Prastawa pernikahan tersebut menjadi catatan tersendiri bagi rakyat Blambangan yang mayoritas beragama Hindu. Karena upacara pernikahan sangat sederhana dan mudah dan sebelumnya tidak pernah terjadi dalam adat Blambangan. Babad Tanah Jawi mengisahkan, menjelang upacara pernikahan terjadi ketegangan antara Kanjeng Maulana Ishak dengan pihak istana. Hal ini berasal dari soal makanan. Sesuai ajaran Islam, Kanjeng Maulana Ishak melarang semua makanan yang berasal dari daging babi dan juga jenis daging lain (daging anjing) misalnya, yang diharamkan oleh agama. Sementara pesta tanpa daging babi bagi rakyat Blambangan dianggap tidak sah. Keributan itu akhirnya biasa diselesaikan “sanajan mekaten iseh” mengganjal di hati Sang Prabu. Upacara tersebut akhirnya berhasil sesuai adat dan tata cara agama baru di negeri Blambangan. Sikap Maulana Ishak yang rendah hati dan ilmunya yang luas membuat rakyat Blambangan banyak yang terpikat. Sehingga semakin hari banyak yang ikut dan berguru pada Kanjeng Maulana Ishak.

Hal ini tentunya meresahkan hati Sang Prabu, karena merongrong wibawa kerohanian, istana merasa tersaingi oleh ajaran agama baru ini. Untuk itu Patih Bajul Sangara disuruh membereskan  usaha-usaha penyebaran agama oleh Kanjeng Maulana Ishak. Dengan segala tipu daya dan teror dilakukan untuk mengusir Kanjeng Maulana Ishak dari tlatah Blambangan. Akhirnya Kanjeng Maulana Ishak menyingkir, setelah berijtihad dan mendapat petunjuk dari Allah. Mungkin belum saatnya bagi rakyat Blambangan berbondong-bondong memeluk agama Islam. Tapi saatnya nanti akan menjadi tlatah Islam yang menonjol.
Sebelum meninggalkan Blambangan Kanjeng Maulana Ishak pamit dulu kepada istrinya yang lagi hamil, kalau lahir nantinya laki-laki namakan Raden Paku bila perempuan terserah dinamakan apa. Kemudian Kanjeng Maulana Ishak pergi ke Pasai, sebelumnya singgah di Ampel dulu.
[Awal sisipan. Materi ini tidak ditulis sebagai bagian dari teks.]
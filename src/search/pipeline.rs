//! Ranking whole collections.
//!
//! These functions are thin compositions over [`Pattern::match_candidate`]:
//! match every item, optionally drop non-matches, optionally sort, optionally
//! strip the metadata. Sorting always happens after every item has been
//! matched and uses a stable sort, so equal scores keep their input order.

use crate::config::ScoringConfig;
use crate::search::pattern::Pattern;
use crate::types::{MatchOptions, MatchResult, Ranked, into_items};
use rayon::prelude::*;

/// Match every item in order, extracting the text to match with `accessor`.
///
/// ```
/// use fuzzy_rank::{MatchOptions, ScoringConfig, match_all};
///
/// let files = ["Snack Food", "Food", "Drinks"];
/// let options = MatchOptions { filter: true, sort: true, ..MatchOptions::default() };
/// let ranked = match_all(files, "f", |s| *s, options, &ScoringConfig::default());
///
/// let names: Vec<_> = ranked.iter().map(|r| r.item).collect();
/// assert_eq!(names, vec!["Food", "Snack Food"]);
/// ```
pub fn match_all<T, F>(
    items: impl IntoIterator<Item = T>,
    query: &str,
    accessor: F,
    options: MatchOptions,
    config: &ScoringConfig,
) -> Vec<Ranked<T>>
where
    F: Fn(&T) -> &str,
{
    let pattern = Pattern::new(query);
    let scored = items
        .into_iter()
        .map(|item| {
            let result = pattern.match_candidate(accessor(&item), config);
            (item, result)
        })
        .collect();

    finish(scored, options)
}

/// Like [`match_all`], but matches items on the rayon thread pool.
///
/// Output is identical to the sequential version for the same input.
pub fn par_match_all<T, F>(
    items: Vec<T>,
    query: &str,
    accessor: F,
    options: MatchOptions,
    config: &ScoringConfig,
) -> Vec<Ranked<T>>
where
    T: Send,
    F: Fn(&T) -> &str + Sync,
{
    let pattern = Pattern::new(query);
    let scored = items
        .into_par_iter()
        .map(|item| {
            let result = pattern.match_candidate(accessor(&item), config);
            (item, result)
        })
        .collect();

    finish(scored, options)
}

/// Keep only the strings that match `query`, in input order.
pub fn filter<T: AsRef<str>>(
    items: impl IntoIterator<Item = T>,
    query: &str,
    config: &ScoringConfig,
) -> Vec<T> {
    let options = MatchOptions {
        filter: true,
        sort: false,
        metadata: false,
    };
    into_items(match_all(items, query, |item| item.as_ref(), options, config))
}

/// Keep only the strings that match `query`, best match first.
pub fn rank<T: AsRef<str>>(
    items: impl IntoIterator<Item = T>,
    query: &str,
    config: &ScoringConfig,
) -> Vec<T> {
    let options = MatchOptions {
        filter: true,
        sort: true,
        metadata: false,
    };
    into_items(match_all(items, query, |item| item.as_ref(), options, config))
}

fn finish<T>(mut scored: Vec<(T, MatchResult)>, options: MatchOptions) -> Vec<Ranked<T>> {
    let evaluated = scored.len();

    if options.filter {
        scored.retain(|(_, result)| result.matched);
    }

    if options.sort {
        scored.sort_by(|(_, a), (_, b)| b.score.cmp(&a.score));
    }

    tracing::debug!(
        evaluated,
        retained = scored.len(),
        sorted = options.sort,
        "Ranked collection"
    );

    scored
        .into_iter()
        .map(|(item, result)| Ranked {
            item,
            result: options.metadata.then_some(result),
        })
        .collect()
}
Sepeninggal Kanjeng Maulana Ishak,  Patih Bajul Sangara yang juga menaksir Sang Putri menghasut Prabu Menak Sembuyu supaya membuang bayi yang baru dilahirkan oleh Dewi Sekardadu, karena dikawatirkan akan membawa bencana bagi kawula Blambangan. Dengan berat hati Sang Prabu akhirnya melarung bayi tampan ini (Raden Paku) atau cucunya ke laut.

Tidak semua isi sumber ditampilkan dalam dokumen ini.